### Extracted data entries:
Content starts
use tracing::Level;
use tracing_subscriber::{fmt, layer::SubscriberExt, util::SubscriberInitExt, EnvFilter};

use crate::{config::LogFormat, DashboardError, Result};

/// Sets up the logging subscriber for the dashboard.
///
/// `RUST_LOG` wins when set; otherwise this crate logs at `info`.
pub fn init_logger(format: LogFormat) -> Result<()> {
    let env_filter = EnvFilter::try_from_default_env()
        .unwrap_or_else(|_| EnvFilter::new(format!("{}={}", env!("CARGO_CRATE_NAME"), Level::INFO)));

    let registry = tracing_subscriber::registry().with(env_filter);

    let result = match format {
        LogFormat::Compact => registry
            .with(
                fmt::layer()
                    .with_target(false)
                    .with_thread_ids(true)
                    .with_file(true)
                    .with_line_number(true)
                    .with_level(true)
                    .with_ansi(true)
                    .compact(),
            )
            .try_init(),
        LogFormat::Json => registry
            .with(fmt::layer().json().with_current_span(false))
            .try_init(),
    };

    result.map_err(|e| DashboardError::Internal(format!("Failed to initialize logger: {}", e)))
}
Content ends
### Task instructions:
Every entry should be printed again exactly as written.

### Task solution:
use tracing::Level;
use tracing_subscriber::{fmt, layer::SubscriberExt, util::SubscriberInitExt, EnvFilter};

use crate::{config::LogFormat, DashboardError, Result};

/// Sets up the logging subscriber for the dashboard.
///
/// `RUST_LOG` wins when set; otherwise this crate logs at `info`.
pub fn init_logger(format: LogFormat) -> Result<()> {
    let env_filter = EnvFilter::try_from_default_env()
        .unwrap_or_else(|_| EnvFilter::new(format!("{}={}", env!("CARGO_CRATE_NAME"), Level::INFO)));

    let registry = tracing_subscriber::registry().with(env_filter);

    let result = match format {
        LogFormat::Compact => registry
            .with(
                fmt::layer()
                    .with_target(false)
                    .with_thread_ids(true)
                    .with_file(true)
                    .with_line_number(true)
                    .with_level(true)
                    .with_ansi(true)
                    .compact(),
            )
            .try_init(),
        LogFormat::Json => registry
            .with(fmt::layer().json().with_current_span(false))
            .try_init(),
    };

    result.map_err(|e| DashboardError::Internal(format!("Failed to initialize logger: {}", e)))
}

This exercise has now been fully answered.